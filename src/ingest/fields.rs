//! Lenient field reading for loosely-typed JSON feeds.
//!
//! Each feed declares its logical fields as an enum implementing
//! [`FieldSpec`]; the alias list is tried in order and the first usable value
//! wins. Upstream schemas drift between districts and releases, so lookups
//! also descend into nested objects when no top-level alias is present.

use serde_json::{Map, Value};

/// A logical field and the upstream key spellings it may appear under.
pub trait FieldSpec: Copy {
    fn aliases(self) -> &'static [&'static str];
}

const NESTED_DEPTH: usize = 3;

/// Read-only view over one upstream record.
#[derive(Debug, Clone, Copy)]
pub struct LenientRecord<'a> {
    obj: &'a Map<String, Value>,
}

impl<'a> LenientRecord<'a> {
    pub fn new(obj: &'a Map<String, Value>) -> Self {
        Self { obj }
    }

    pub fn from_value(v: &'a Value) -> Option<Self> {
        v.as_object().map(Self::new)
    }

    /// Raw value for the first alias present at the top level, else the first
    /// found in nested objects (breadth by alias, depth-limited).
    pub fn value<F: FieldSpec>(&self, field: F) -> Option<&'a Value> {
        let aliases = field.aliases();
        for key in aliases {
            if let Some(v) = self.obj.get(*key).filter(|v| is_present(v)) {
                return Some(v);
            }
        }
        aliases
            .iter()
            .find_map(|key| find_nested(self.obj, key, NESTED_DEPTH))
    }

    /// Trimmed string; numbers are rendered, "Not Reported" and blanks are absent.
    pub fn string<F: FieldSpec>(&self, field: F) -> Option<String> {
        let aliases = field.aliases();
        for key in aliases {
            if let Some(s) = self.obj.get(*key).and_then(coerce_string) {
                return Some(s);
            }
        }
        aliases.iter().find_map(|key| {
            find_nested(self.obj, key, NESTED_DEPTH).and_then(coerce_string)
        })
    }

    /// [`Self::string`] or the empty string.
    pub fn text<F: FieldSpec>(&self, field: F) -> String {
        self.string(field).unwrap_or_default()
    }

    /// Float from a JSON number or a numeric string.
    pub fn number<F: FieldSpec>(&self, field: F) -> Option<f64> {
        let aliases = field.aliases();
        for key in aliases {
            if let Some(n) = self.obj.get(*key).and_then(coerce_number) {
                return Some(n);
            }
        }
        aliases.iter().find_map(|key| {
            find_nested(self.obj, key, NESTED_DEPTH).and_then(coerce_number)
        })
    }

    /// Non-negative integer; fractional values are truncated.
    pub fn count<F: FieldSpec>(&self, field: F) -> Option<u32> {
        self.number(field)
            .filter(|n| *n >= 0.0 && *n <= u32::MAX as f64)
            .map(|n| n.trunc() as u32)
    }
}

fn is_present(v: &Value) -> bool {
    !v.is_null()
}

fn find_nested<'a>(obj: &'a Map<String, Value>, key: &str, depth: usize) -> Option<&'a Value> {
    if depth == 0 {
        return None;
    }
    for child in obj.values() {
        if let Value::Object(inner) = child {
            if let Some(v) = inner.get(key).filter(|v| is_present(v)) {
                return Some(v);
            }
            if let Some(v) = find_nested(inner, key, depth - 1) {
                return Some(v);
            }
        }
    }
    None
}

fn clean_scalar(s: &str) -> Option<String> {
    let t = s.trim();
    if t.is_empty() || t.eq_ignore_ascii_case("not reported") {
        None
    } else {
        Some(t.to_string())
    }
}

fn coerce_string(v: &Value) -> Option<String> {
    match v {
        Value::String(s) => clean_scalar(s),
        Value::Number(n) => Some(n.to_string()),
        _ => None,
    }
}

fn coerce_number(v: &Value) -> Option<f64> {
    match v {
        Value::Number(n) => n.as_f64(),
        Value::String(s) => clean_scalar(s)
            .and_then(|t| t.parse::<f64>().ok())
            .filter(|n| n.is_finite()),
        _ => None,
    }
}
=-=-=-=-=
## [What you need to do]
What are the exact lines from the beginning of the material through the line containing "alias is present."? Write out those lines alone.

## [Output below]
filename src/ingest/fields.rs
//! Lenient field reading for loosely-typed JSON feeds.
//!
//! Each feed declares its logical fields as an enum implementing
//! [`FieldSpec`]; the alias list is tried in order and the first usable value
//! wins. Upstream schemas drift between districts and releases, so lookups
//! also descend into nested objects when no top-level alias is present.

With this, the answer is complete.